Because they don't exist.
Why would you work so hard to have children?
Why would you search out the right ones for you?
Go through the processes to become parents?
Only to give up half way through?
Yeah, I cost them a shit load of money, with private schools and holidays and I never ever went without, I was so fortunate, I was blessed, but I would give all of it back.
Every fucking handbag, every ponsey dress, every skiing holiday, all of it.
I hate that thats all I have to remember them by, memories of bullshit.
Holidays with people who wont even say my name, with friends who were supposed to love me just the same.
There are people I've grown up with, who won't even look me in the fact. Who ignore my very existence and go with the mainstream view - that it's me, the destroyer, who brought a world of pain, of shame, fire burning down on my perfect family.
Well they are now.
Just those 3.
My mum made that pretty clear when she introduced her son to strangers, stood right next to me.
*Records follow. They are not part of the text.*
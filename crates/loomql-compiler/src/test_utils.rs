//! Shared fixture builders for compiler tests.
//!
//! Expression trees are verbose to spell out by hand; these helpers
//! build the common shapes. All spans default to empty; tests that
//! assert on locations set them explicitly.

use loomql_core::{
    ArgExpr, CallSite, CompilationUnit, FieldExpr, FragmentDecl, FragmentParam, InputId, LitValue,
    ModuleId, ModuleInput, OperationKind, SelectExpr, Span, WireType,
};

use crate::driver::{CompilePass, Compiler};

pub fn module_id(name: &str) -> ModuleId {
    ModuleId::new(name)
}

pub fn field(name: &str) -> FieldExpr {
    FieldExpr {
        name: name.into(),
        property: None,
        args: Vec::new(),
        selection: None,
        span: Span::empty(),
    }
}

pub fn field_as(name: &str, property: &str) -> FieldExpr {
    FieldExpr {
        property: Some(property.into()),
        ..field(name)
    }
}

pub fn field_with_args(name: &str, args: Vec<(&str, ArgExpr)>) -> FieldExpr {
    FieldExpr {
        args: args
            .into_iter()
            .map(|(name, value)| (name.to_string(), value))
            .collect(),
        ..field(name)
    }
}

pub fn nested(mut outer: FieldExpr, selection: SelectExpr) -> FieldExpr {
    outer.selection = Some(Box::new(selection));
    outer
}

pub fn props(fields: Vec<FieldExpr>) -> SelectExpr {
    SelectExpr::Props {
        fields: fields.into_iter().map(SelectExpr::Field).collect(),
        span: Span::empty(),
    }
}

pub fn props_of(fields: Vec<SelectExpr>) -> SelectExpr {
    SelectExpr::Props {
        fields,
        span: Span::empty(),
    }
}

pub fn construct(type_name: &str, args: Vec<SelectExpr>) -> SelectExpr {
    SelectExpr::New {
        type_name: type_name.into(),
        args,
        span: Span::empty(),
    }
}

pub fn init(type_name: &str, entries: Vec<(&str, SelectExpr)>) -> SelectExpr {
    SelectExpr::Init {
        type_name: type_name.into(),
        entries: entries
            .into_iter()
            .map(|(name, entry)| (name.to_string(), entry))
            .collect(),
        span: Span::empty(),
    }
}

pub fn frag(name: &str) -> SelectExpr {
    frag_args(name, Vec::new())
}

pub fn frag_args(name: &str, args: Vec<ArgExpr>) -> SelectExpr {
    SelectExpr::Fragment {
        module: None,
        name: name.into(),
        args,
        span: Span::empty(),
    }
}

pub fn frag_in(module: &str, name: &str) -> SelectExpr {
    SelectExpr::Fragment {
        module: Some(module_id(module)),
        name: name.into(),
        args: Vec::new(),
        span: Span::empty(),
    }
}

pub fn lit_int(value: i64) -> ArgExpr {
    ArgExpr::Lit(LitValue::Int(value))
}

pub fn lit_str(value: &str) -> ArgExpr {
    ArgExpr::Lit(LitValue::Str(value.into()))
}

pub fn input(id: u32, name: &str, wire_type: WireType) -> ArgExpr {
    ArgExpr::Input {
        id: InputId(id),
        name: name.into(),
        wire_type,
        span: Span::empty(),
    }
}

pub fn param(name: &str) -> ArgExpr {
    ArgExpr::Param {
        name: name.into(),
        span: Span::empty(),
    }
}

pub fn int_non_null() -> WireType {
    WireType::named("Int").non_null()
}

pub fn query(module: &str, result_type: &str, body: SelectExpr) -> CallSite {
    CallSite {
        module: module_id(module),
        span: Span::empty(),
        kind: OperationKind::Query,
        name: None,
        result_type: result_type.into(),
        body,
    }
}

pub fn fragment(module: &str, name: &str, on_type: &str, body: SelectExpr) -> FragmentDecl {
    FragmentDecl {
        module: module_id(module),
        name: name.into(),
        on_type: on_type.into(),
        partial: false,
        params: Vec::new(),
        body,
        span: Span::empty(),
    }
}

pub fn fragment_params(
    module: &str,
    name: &str,
    on_type: &str,
    params: Vec<(&str, WireType)>,
    body: SelectExpr,
) -> FragmentDecl {
    FragmentDecl {
        params: params
            .into_iter()
            .map(|(name, wire_type)| FragmentParam {
                name: name.into(),
                wire_type,
            })
            .collect(),
        ..fragment(module, name, on_type, body)
    }
}

pub fn module(id: &str, fragments: Vec<FragmentDecl>, call_sites: Vec<CallSite>) -> ModuleInput {
    ModuleInput {
        id: module_id(id),
        imports: Vec::new(),
        fragments,
        call_sites,
        source: None,
    }
}

pub fn module_importing(
    id: &str,
    imports: Vec<&str>,
    fragments: Vec<FragmentDecl>,
    call_sites: Vec<CallSite>,
) -> ModuleInput {
    ModuleInput {
        imports: imports.into_iter().map(module_id).collect(),
        ..module(id, fragments, call_sites)
    }
}

pub fn unit(modules: Vec<ModuleInput>) -> CompilationUnit {
    CompilationUnit { modules }
}

/// Compile one site with no fragments in scope.
pub fn compile_single(site: CallSite) -> CompilePass {
    let unit = unit(vec![module("app", Vec::new(), vec![site])]);
    Compiler::new(&unit).exec().unwrap()
}

/// Compile a full unit, returning the pass.
pub fn compile(unit: &CompilationUnit) -> CompilePass {
    Compiler::new(unit).exec().unwrap()
}

/// The single operation of a pass that must have succeeded.
pub fn sole_operation(pass: CompilePass) -> loomql_plan::CompiledOperation {
    assert!(
        pass.is_success(),
        "compilation failed:\n{}",
        render_diagnostics(&pass)
    );
    assert_eq!(pass.operations.len(), 1, "expected exactly one operation");
    pass.operations.into_iter().next().unwrap()
}

/// Plain-text render of everything a pass reported.
pub fn render_diagnostics(pass: &CompilePass) -> String {
    pass.diagnostics()
        .map(|d| d.to_string())
        .collect::<Vec<_>>()
        .join("\n")
}
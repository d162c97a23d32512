//! Spans and module identities.

use serde::{Deserialize, Serialize};

/// Byte range into a module's host source.
///
/// The compiler never reads host source itself; spans are carried through
/// so diagnostics can point back into the caller's code.
#[derive(Debug, Clone, Copy, PartialEq, Eq, Hash, Default, Serialize, Deserialize)]
pub struct Span {
    pub start: u32,
    pub end: u32,
}

impl Span {
    pub fn new(start: u32, end: u32) -> Self {
        Self { start, end }
    }

    pub fn empty() -> Self {
        Self { start: 0, end: 0 }
    }

    pub fn len(&self) -> u32 {
        self.end.saturating_sub(self.start)
    }

    pub fn is_empty(&self) -> bool {
        self.start == self.end
    }

    pub fn to_range(self) -> std::ops::Range<usize> {
        self.start as usize..self.end as usize
    }
}

impl std::fmt::Display for Span {
    fn fmt(&self, f: &mut std::fmt::Formatter<'_>) -> std::fmt::Result {
        write!(f, "{}..{}", self.start, self.end)
    }
}

/// Identity of a compiled module (host namespace or assembly path).
#[derive(Debug, Clone, PartialEq, Eq, Hash, PartialOrd, Ord, Default, Serialize, Deserialize)]
pub struct ModuleId(String);

impl ModuleId {
    pub fn new(name: impl Into<String>) -> Self {
        Self(name.into())
    }

    pub fn as_str(&self) -> &str {
        &self.0
    }
}

impl std::fmt::Display for ModuleId {
    fn fmt(&self, f: &mut std::fmt::Formatter<'_>) -> std::fmt::Result {
        f.write_str(&self.0)
    }
}

impl From<&str> for ModuleId {
    fn from(name: &str) -> Self {
        Self::new(name)
    }
}

/// A span tied to the module it belongs to.
#[derive(Debug, Clone, PartialEq, Eq, Hash, Serialize, Deserialize)]
pub struct Location {
    pub module: ModuleId,
    pub span: Span,
}

impl Location {
    pub fn new(module: ModuleId, span: Span) -> Self {
        Self { module, span }
    }
}

impl std::fmt::Display for Location {
    fn fmt(&self, f: &mut std::fmt::Formatter<'_>) -> std::fmt::Result {
        write!(f, "{}:{}", self.module, self.span)
    }
}
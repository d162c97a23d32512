//! LoomQL compiler: compiles typed selection expressions into wire
//! documents and decode plans.
//!
//! Pipeline per call site:
//! - `lower` - Selection AST construction from the host expression tree
//! - `registry` - fragment discovery and identity resolution (two-phase)
//! - `resolve` - fragment expansion, cycle detection, sibling merging
//! - `lift` - variable lifting of runtime-supplied argument values
//! - `emit` - canonical document emission
//! - `bind` - decode-plan construction in lockstep with emission
//! - `driver` - per-site orchestration and diagnostics collection
//! - `diagnostics` - error reporting

pub mod bind;
pub mod diagnostics;
pub mod driver;
pub mod emit;
pub mod lift;
pub mod lower;
pub mod registry;
pub mod resolve;

#[cfg(test)]
pub mod test_utils;

#[cfg(test)]
mod lift_tests;
#[cfg(test)]
mod lower_tests;

/// Result type for pipeline passes that produce both output and
/// diagnostics.
///
/// Each pass returns its typed output alongside any diagnostics it
/// collected. Fatal errors (like recursion fuel exhaustion) use the outer
/// `Result`.
pub type PassResult<T> = std::result::Result<(T, Diagnostics), Error>;

pub use diagnostics::{DiagnosticKind, Diagnostics, DiagnosticsPrinter, Severity};
pub use driver::{CompilePass, Compiler, SiteFailure};
pub use registry::{FragmentDefinition, FragmentId, FragmentRegistry, FragmentSource};

/// Errors that abort a compilation pass outright.
///
/// Per-call-site problems are never fatal; they surface as diagnostics
/// attached to the failing site while sibling sites keep compiling.
#[derive(Debug, Clone, thiserror::Error)]
pub enum Error {
    /// Recursion fuel exhausted (input expression nested too deeply).
    #[error("recursion limit exceeded")]
    RecursionLimitExceeded,
}

/// Result type for compiler operations.
pub type Result<T> = std::result::Result<T, Error>;
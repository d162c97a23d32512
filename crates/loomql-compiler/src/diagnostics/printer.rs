//! Builder-pattern printer for rendering diagnostics.

use std::fmt::Write;

use annotate_snippets::{AnnotationKind, Group, Level, Renderer, Snippet};
use indexmap::IndexMap;
use loomql_core::Span;

use super::Diagnostics;
use super::message::Severity;

/// Builder for rendering diagnostics with various options.
///
/// Attach module sources with [`source`](Self::source) to get annotated
/// snippets; diagnostics whose module has no attached source fall back to
/// one plain line each.
pub struct DiagnosticsPrinter<'d, 's> {
    diagnostics: &'d Diagnostics,
    sources: IndexMap<&'s str, &'s str>,
    colored: bool,
}

impl<'d, 's> DiagnosticsPrinter<'d, 's> {
    pub fn new(diagnostics: &'d Diagnostics) -> Self {
        Self {
            diagnostics,
            sources: IndexMap::new(),
            colored: false,
        }
    }

    /// Attach one module's source text for snippet rendering.
    pub fn source(mut self, module: &'s str, text: &'s str) -> Self {
        self.sources.insert(module, text);
        self
    }

    pub fn colored(mut self, value: bool) -> Self {
        self.colored = value;
        self
    }

    pub fn render(&self) -> String {
        let mut out = String::new();
        self.format(&mut out).expect("String write never fails");
        out
    }

    pub fn format(&self, w: &mut impl Write) -> std::fmt::Result {
        if self.diagnostics.is_empty() {
            return Ok(());
        }

        let renderer = if self.colored {
            Renderer::styled()
        } else {
            Renderer::plain()
        };

        for (i, diag) in self.diagnostics.iter().enumerate() {
            if i > 0 {
                w.write_char('\n')?;
            }

            let module = diag.module.as_str();
            let Some(source) = self.sources.get(module).copied() else {
                writeln!(w, "{}", diag)?;
                continue;
            };

            let mut snippet = Snippet::source(source).line_start(1).path(module).annotation(
                AnnotationKind::Primary
                    .span(adjust_range(diag.span, source.len()))
                    .label(&diag.message),
            );

            // Related spans from other modules only show in plain mode.
            for related in &diag.related {
                if related.module.as_str() == module {
                    snippet = snippet.annotation(
                        AnnotationKind::Context
                            .span(adjust_range(related.span, source.len()))
                            .label(&related.message),
                    );
                }
            }

            let level = severity_to_level(diag.severity());
            let report: Vec<Group> = vec![level.primary_title(&diag.message).element(snippet)];
            writeln!(w, "{}", renderer.render(&report))?;

            for hint in &diag.hints {
                writeln!(w, "help: {}", hint)?;
            }
        }

        Ok(())
    }
}

fn severity_to_level(severity: Severity) -> Level<'static> {
    match severity {
        Severity::Error => Level::ERROR,
        Severity::Warning => Level::WARNING,
    }
}

/// Clamp a host-supplied span to the attached source, widening empty
/// spans to one character so the annotation stays visible.
fn adjust_range(span: Span, limit: usize) -> std::ops::Range<usize> {
    let start = (span.start as usize).min(limit);
    let end = (span.end as usize).min(limit);
    if start == end {
        return start..(start + 1).min(limit);
    }
    start..end
}
//! Binary serialization of compiled operations using postcard.
//!
//! Lets the host build pipeline cache artifacts between rebuilds; the
//! document text inside is byte-stable, so cached and fresh artifacts
//! compare equal.

use super::plan::CompiledOperation;

/// Errors when reading a serialized artifact.
#[derive(Debug, thiserror::Error)]
pub enum PlanError {
    #[error("binary artifact decode failed: {0}")]
    Binary(#[from] postcard::Error),
}

impl CompiledOperation {
    /// Deserialize an artifact from binary format.
    pub fn from_binary(bytes: &[u8]) -> Result<Self, PlanError> {
        postcard::from_bytes(bytes).map_err(PlanError::from)
    }

    /// Serialize the artifact to binary format.
    pub fn to_binary(&self) -> Vec<u8> {
        postcard::to_allocvec(self).expect("serialization should not fail")
    }
}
She doesn't have a daughter, someone once said to me.
"Christine Barker? I didn't even know she had a daughter,"
It cut me like a knife.
I once sat in the hairdressers chair and a neighbour who had known me since I was 8 years old sat in the chair next to me, she asked how I was, because I wasn't listed on the Barker christmas card anymore.
Erased.
No photos.
No christmas card name signed from Christine, Kevin, Francesca and James.
Now its just three names.
I suppose thats how it should be, after all this time.
She got the family she always wanted.
A husband and a baby.
I've lost count of the times shes told me it was buy one get one free.
That the adoption people wouldn't split us up, but hey everyone needs a consolation prize.
I feel the rage rising, the resentment and the pain. And if she ever read this blog, she would laugh out loud, at my wallow and say "my god you haven't changed"
And I suppose shes right in a way.
Sunday showed me one thing - that if I could go back in time and understand what love is, it's all I would have wanted in the world.
The hugs, that talks, the "how was your day"
The "whos the new boyfriend, girlfriend"
The sex talk, the girl talk, I didn't even know what a period was.
I don't want the best friend mum thing, that kind of creeps me out, but I want a woman who knows me, and loves me no matter what.
Because actually, despite the shit storms, I someone to proud of.
I'm someone to say "she's my daughter" with a smile on her face.
I know that when the time comes and Sarah and I have the chance, no child on this earth will be more loved and adored.
She did what she thought was best, there is no doubt about that.
And I'm not shaming her for giving up on me, I'm just highlighting that I never would.